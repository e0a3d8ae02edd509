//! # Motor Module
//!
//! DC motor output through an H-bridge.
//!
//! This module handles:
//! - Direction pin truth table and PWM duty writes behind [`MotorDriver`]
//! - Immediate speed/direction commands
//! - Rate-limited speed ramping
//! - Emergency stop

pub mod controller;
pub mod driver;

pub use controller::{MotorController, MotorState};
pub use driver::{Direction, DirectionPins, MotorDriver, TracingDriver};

────────────────

• _Task prompt_
An exact copy of every entry is what's needed, so retype them all.

• _Task response_
repository e0a3d8ae02edd509
//! # Motor Module
//!
//! DC motor output through an H-bridge.
//!
//! This module handles:
//! - Direction pin truth table and PWM duty writes behind [`MotorDriver`]
//! - Immediate speed/direction commands
//! - Rate-limited speed ramping
//! - Emergency stop

pub mod controller;
pub mod driver;

pub use controller::{MotorController, MotorState};
pub use driver::{Direction, DirectionPins, MotorDriver, TracingDriver};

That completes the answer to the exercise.